Almost half of the UK's workforce will have at least one chronic health condition by 2030, politicians are being warned this morning, in a call to respond to the growing burden of illness facing the nation.
A key implication of this, says Fit For Work UK, a coalition of healthcare professionals, policymakers, employers and patient groups, is that productivity will be affected, weakening the competitiveness of the UK economy as a result.
It argues that the costs of ill-health in the UK workforce will far exceed the current £100 billion estimate as long-term sickness absence, so-called presenteeism (working when ill) and work disability climb over the next twenty years.

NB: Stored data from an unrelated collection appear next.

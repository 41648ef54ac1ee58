// src/exec/task_runner.rs

//! Individual process runner.

use std::process::Stdio;

use tokio::process::Command;
use tracing::{debug, info, warn};

use super::process::{ExecFailure, ExecOutcome, ProcessOutput, ProcessSpec};

/// Run a single program to completion and capture its output.
///
/// - The resolved environment is layered over the agent's own environment
///   when `inherit_env` is true, and replaces it otherwise.
/// - If `spec.timeout` elapses first, the pending wait is dropped, which kills
///   the child (`kill_on_drop`), and [`ExecFailure::TimedOut`] is returned.
///
/// Every failure mode is folded into the returned outcome.
pub async fn run_process(spec: &ProcessSpec, inherit_env: bool) -> ExecOutcome {
    info!(
        program = %spec.program,
        args = ?spec.arguments,
        cwd = ?spec.working_directory,
        timeout = ?spec.timeout,
        "starting process"
    );

    let mut cmd = Command::new(&spec.program);
    cmd.args(&spec.arguments);
    if !inherit_env {
        cmd.env_clear();
    }
    cmd.envs(&spec.environment);
    if let Some(dir) = &spec.working_directory {
        cmd.current_dir(dir);
    }

    cmd.stdin(Stdio::null())
        .stdout(Stdio::piped())
        .stderr(Stdio::piped())
        .kill_on_drop(true);

    let child = cmd.spawn().map_err(|e| ExecFailure::Spawn {
        program: spec.program.clone(),
        message: e.to_string(),
    })?;

    let waited = match spec.timeout {
        Some(limit) => match tokio::time::timeout(limit, child.wait_with_output()).await {
            Ok(res) => res,
            Err(_) => {
                warn!(program = %spec.program, timeout = ?limit, "process timed out; killed");
                return Err(ExecFailure::TimedOut {
                    program: spec.program.clone(),
                    timeout: limit,
                });
            }
        },
        None => child.wait_with_output().await,
    };

    let output = waited.map_err(|e| ExecFailure::Wait {
        program: spec.program.clone(),
        message: e.to_string(),
    })?;

    let captured = ProcessOutput {
        exit_code: output.status.code().unwrap_or(-1),
        stdout: String::from_utf8_lossy(&output.stdout).into_owned(),
        stderr: String::from_utf8_lossy(&output.stderr).into_owned(),
    };

    for line in captured.stdout.lines() {
        debug!(program = %spec.program, "stdout: {}", line);
    }
    for line in captured.stderr.lines() {
        debug!(program = %spec.program, "stderr: {}", line);
    }

    info!(
        program = %spec.program,
        exit_code = captured.exit_code,
        success = output.status.success(),
        "process exited"
    );

    if output.status.success() {
        Ok(captured)
    } else {
        Err(ExecFailure::NonZeroExit {
            program: spec.program.clone(),
            code: captured.exit_code,
            output: captured,
        })
    }
}
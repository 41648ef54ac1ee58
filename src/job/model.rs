// src/job/model.rs

//! Records read and written by the agent.
//!
//! Field names follow the store's camelCase document shape, e.g.
//!
//! ```json
//! {
//!   "id": "pipelineJob:build",
//!   "label": "build",
//!   "taskGroups": [
//!     { "id": "taskGroup:1", "label": "compile", "order": 0, "tasks": [
//!       { "id": "task:1", "label": "make", "command": "make",
//!         "arguments": ["-j4"], "commandTimeout": 60000 }
//!     ]}
//!   ]
//! }
//! ```

use std::path::PathBuf;
use std::time::Duration;

use serde::{Deserialize, Serialize};

use crate::job::JobState;
use crate::types::RecordId;

/// One runtime execution of a [`Job`].
#[derive(Debug, Clone, PartialEq, Serialize, Deserialize)]
#[serde(rename_all = "camelCase")]
pub struct JobInstance {
    pub id: RecordId,
    #[serde(default)]
    pub pipeline: Option<RecordId>,
    #[serde(default)]
    pub job: Option<RecordId>,
    /// Absent on freshly created instances, which count as `pending`.
    #[serde(default)]
    pub state: Option<JobState>,
    #[serde(default, skip_serializing_if = "Option::is_none")]
    pub fail_reason: Option<String>,
}

impl JobInstance {
    pub fn effective_state(&self) -> JobState {
        self.state.unwrap_or_default()
    }
}

#[derive(Debug, Clone, PartialEq, Serialize, Deserialize)]
#[serde(rename_all = "camelCase")]
pub struct Pipeline {
    pub id: RecordId,
    #[serde(default)]
    pub label: String,
    /// Source trees prepared before any task group runs.
    #[serde(default)]
    pub sources: Vec<SourceSpec>,
}

/// A repository checked out by the source resolver.
#[derive(Debug, Clone, PartialEq, Eq, Serialize, Deserialize)]
#[serde(rename_all = "camelCase")]
pub struct SourceSpec {
    pub url: String,
    #[serde(default)]
    pub branch: Option<String>,
    /// Checkout directory, relative to the configured sources workspace.
    pub directory: PathBuf,
}

#[derive(Debug, Clone, PartialEq, Serialize, Deserialize)]
#[serde(rename_all = "camelCase")]
pub struct Job {
    pub id: RecordId,
    #[serde(default)]
    pub label: String,
    #[serde(default)]
    pub task_groups: Vec<TaskGroup>,
}

impl Job {
    /// Total number of tasks across all groups.
    pub fn task_count(&self) -> usize {
        self.task_groups.iter().map(|g| g.tasks.len()).sum()
    }
}

#[derive(Debug, Clone, PartialEq, Serialize, Deserialize)]
#[serde(rename_all = "camelCase")]
pub struct TaskGroup {
    pub id: RecordId,
    #[serde(default)]
    pub label: String,
    #[serde(default)]
    pub order: i64,
    #[serde(default)]
    pub tasks: Vec<Task>,
}

#[derive(Debug, Clone, PartialEq, Serialize, Deserialize)]
#[serde(rename_all = "camelCase")]
pub struct Task {
    pub id: RecordId,
    #[serde(default)]
    pub label: String,
    #[serde(default)]
    pub order: i64,
    /// Program path or name.
    #[serde(default)]
    pub command: String,
    #[serde(default)]
    pub arguments: Vec<String>,
    /// Raw shell-like command line. When set, it is tokenized and takes
    /// precedence over `command` and `arguments`.
    #[serde(default, skip_serializing_if = "Option::is_none")]
    pub command_line: Option<String>,
    #[serde(default)]
    pub working_directory: Option<PathBuf>,
    /// Timeout in milliseconds; `0` or absent means unbounded.
    #[serde(default)]
    pub command_timeout: Option<u64>,
    #[serde(default)]
    pub freeze_before_run: bool,
    #[serde(default)]
    pub freeze_after_run: bool,
}

impl Task {
    pub fn timeout(&self) -> Option<Duration> {
        match self.command_timeout {
            Some(ms) if ms > 0 => Some(Duration::from_millis(ms)),
            _ => None,
        }
    }
}

/// Which side of a task a freeze marker sits on.
#[derive(Debug, Clone, Copy, PartialEq, Eq, Serialize, Deserialize)]
#[serde(rename_all = "lowercase")]
pub enum FreezePosition {
    Before,
    After,
}

/// Barrier record. Its existence holds a task group; deleting it resumes.
#[derive(Debug, Clone, PartialEq, Serialize, Deserialize)]
#[serde(rename_all = "camelCase")]
pub struct TaskFreezePoint {
    #[serde(default, skip_serializing_if = "Option::is_none")]
    pub id: Option<RecordId>,
    pub task_group: RecordId,
    pub job_instance: RecordId,
    #[serde(default, skip_serializing_if = "Option::is_none")]
    pub task: Option<RecordId>,
    #[serde(default, skip_serializing_if = "Option::is_none")]
    pub position: Option<FreezePosition>,
}

/// Variable definition consumed by the store-backed environment resolver.
#[derive(Debug, Clone, PartialEq, Eq, Serialize, Deserialize)]
#[serde(rename_all = "camelCase")]
pub struct EnvironmentVariable {
    pub key: String,
    #[serde(default)]
    pub value: String,
    /// Pipeline, job or task this variable applies to.
    pub scope: RecordId,
}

Also, an ageing workforce and later retirement are also forecast to increase the proportion of workers leaving employment early as a result of their health, it notes.
Urgent action needed now
"The UK requires urgent action now to prevent this trend developing into a crisis of public health and impaired labour productivity," said the coalition's President Professor Stephen Bevan. "It is only by developing a cross-government strategy and improving the dissemination of the tools needed to empower people with long-term conditions, that this challenge can be met," he stressed.
The Coalition's five point plan to address the issue is calling for: a cross-government strategy and programme for health and work; the appointment of a National Clinical Director for Health & Work; better information for those with long-term conditions to help them stay in work; including return to work in NHS frameworks and care outcomes targets; and incentives to reward healthcare providers who support patients back to employment.